La cuestión es cuál va a ser el porvenir de las casamatas desde las que se protegía Barcelona de la aviación italiana y de todo su entorno. Si para el conjunto del Turó de la Rovira, los vecinos tienen razón en vindicar que el futuro parque -sin duda necesario- respete las viviendas, por lo que hace a la localización principal de la película de Garay hay que preguntarse si los cambios que se acercan sabrán mantener y subrayar el aliento especial que ahora mismo ya desprende el sitio sin querer. Cabe temer que a ese lugar de memoria le aguarde el mismo vergonzoso porvenir que deparado al Camp de la Bota, sobre el que se extendió el aséptico emplazamiento del Fórum de las Culturas, para el que el calvario de casi dos mil personas allí fusiladas entre 1939 y 1952 no pareció demasiado relevante. Por no hablar de la cárcel Modelo, quién sabe si reconvertida un día en centro comercial, o del castillo de Montjuïc, condenado a convertirse en parque temático del buenrollismo institucional, en este caso bajo la forma de Museo de la Paz.

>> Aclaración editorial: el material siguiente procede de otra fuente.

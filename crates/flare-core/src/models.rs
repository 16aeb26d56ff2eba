//! Identifiers and small value types shared by the event model.

use std::{fmt, str::FromStr};

use serde::{Deserialize, Serialize};
use uuid::Uuid;

/// Canonical wire representation of an event.
///
/// A string-keyed, sorted JSON object. This is the unit of logging, encoding
/// and failure reporting once an event enters the delivery pipeline.
pub type WireHash = serde_json::Map<String, serde_json::Value>;

/// Strongly-typed event identifier.
///
/// Serializes as 32 lowercase hex characters without dashes, which is the
/// form collectors expect in `event_id`.
///
/// # Example
///
/// ```
/// use flare_core::EventId;
/// let event_id = EventId::new();
/// assert_eq!(event_id.to_string().len(), 32);
/// ```
#[derive(Debug, Clone, Copy, PartialEq, Eq, Hash)]
pub struct EventId(pub Uuid);

impl EventId {
    /// Creates a new random event ID.
    pub fn new() -> Self {
        Self(Uuid::new_v4())
    }
}

impl Default for EventId {
    fn default() -> Self {
        Self::new()
    }
}

impl fmt::Display for EventId {
    fn fmt(&self, f: &mut fmt::Formatter<'_>) -> fmt::Result {
        write!(f, "{}", self.0.simple())
    }
}

impl From<Uuid> for EventId {
    fn from(uuid: Uuid) -> Self {
        Self(uuid)
    }
}

impl FromStr for EventId {
    type Err = uuid::Error;

    fn from_str(s: &str) -> Result<Self, Self::Err> {
        Uuid::parse_str(s).map(Self)
    }
}

impl Serialize for EventId {
    fn serialize<S: serde::Serializer>(&self, serializer: S) -> Result<S::Ok, S::Error> {
        serializer.collect_str(self)
    }
}

impl<'de> Deserialize<'de> for EventId {
    fn deserialize<D: serde::Deserializer<'de>>(deserializer: D) -> Result<Self, D::Error> {
        let raw = String::deserialize(deserializer)?;
        raw.parse().map_err(serde::de::Error::custom)
    }
}

/// Severity of an event.
#[derive(Debug, Clone, Copy, Default, PartialEq, Eq, Hash, Serialize, Deserialize)]
#[serde(rename_all = "lowercase")]
pub enum Level {
    /// Diagnostic detail.
    Debug,
    /// Informational message.
    Info,
    /// Something unexpected but recoverable.
    Warning,
    /// An error. Default for captured exceptions.
    #[default]
    Error,
    /// Unrecoverable failure.
    Fatal,
}

impl fmt::Display for Level {
    fn fmt(&self, f: &mut fmt::Formatter<'_>) -> fmt::Result {
        match self {
            Self::Debug => write!(f, "debug"),
            Self::Info => write!(f, "info"),
            Self::Warning => write!(f, "warning"),
            Self::Error => write!(f, "error"),
            Self::Fatal => write!(f, "fatal"),
        }
    }
}

impl FromStr for Level {
    type Err = String;

    fn from_str(s: &str) -> Result<Self, Self::Err> {
        match s.to_ascii_lowercase().as_str() {
            "debug" => Ok(Self::Debug),
            "info" => Ok(Self::Info),
            "warn" | "warning" => Ok(Self::Warning),
            "error" => Ok(Self::Error),
            "fatal" => Ok(Self::Fatal),
            other => Err(format!("unknown level: {other}")),
        }
    }
}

¿Y si se habilitara el fortín antiaéreo del Carmel como Museo de la Resistencia, una instalación con la que cuentan muchas ciudades europeas con menos méritos que Barcelona para hacer en y de ellas el elogio de la lucha por la libertad? Un lugar así serviría para hacer tomar conciencia de que el recuerdo no tiene que ver nada con el pasado, sino con una prospectiva de futuro en relación con el cual lo rememorado es pertinente y significativo. Evocar es invocar, y en este caso sería éste el entorno ideal para rebatir un malentendido que hoy se empeña en cultivar la historia oficial: el de que aquí miles de seres humanos perdieron la vida o la libertad defendiendo la democracia. Ésa no es toda la verdad. La inmensa mayoría de las víctimas del fascismo lo fueron porque se las consideró involucradas en una auténtica transformación de la sociedad. Aquella ciudad que las baterías del Turó de la Rovira defendían no estaba siendo castigada sólo porque celebraba elecciones cada cuatro años, sino porque había visto triunfar una verdadera revolución social. Es de eso de lo que habría que hacer también memoria: del hijo que en aquellos días terribles de 1938, como escribió Pere Quart, llevaba Barcelona en sus entrañas, aquel hijo al que no dejaron ni dejarán nacer.
Manuel Delgado es profesor de Antropología en la Universidad de Barcelona.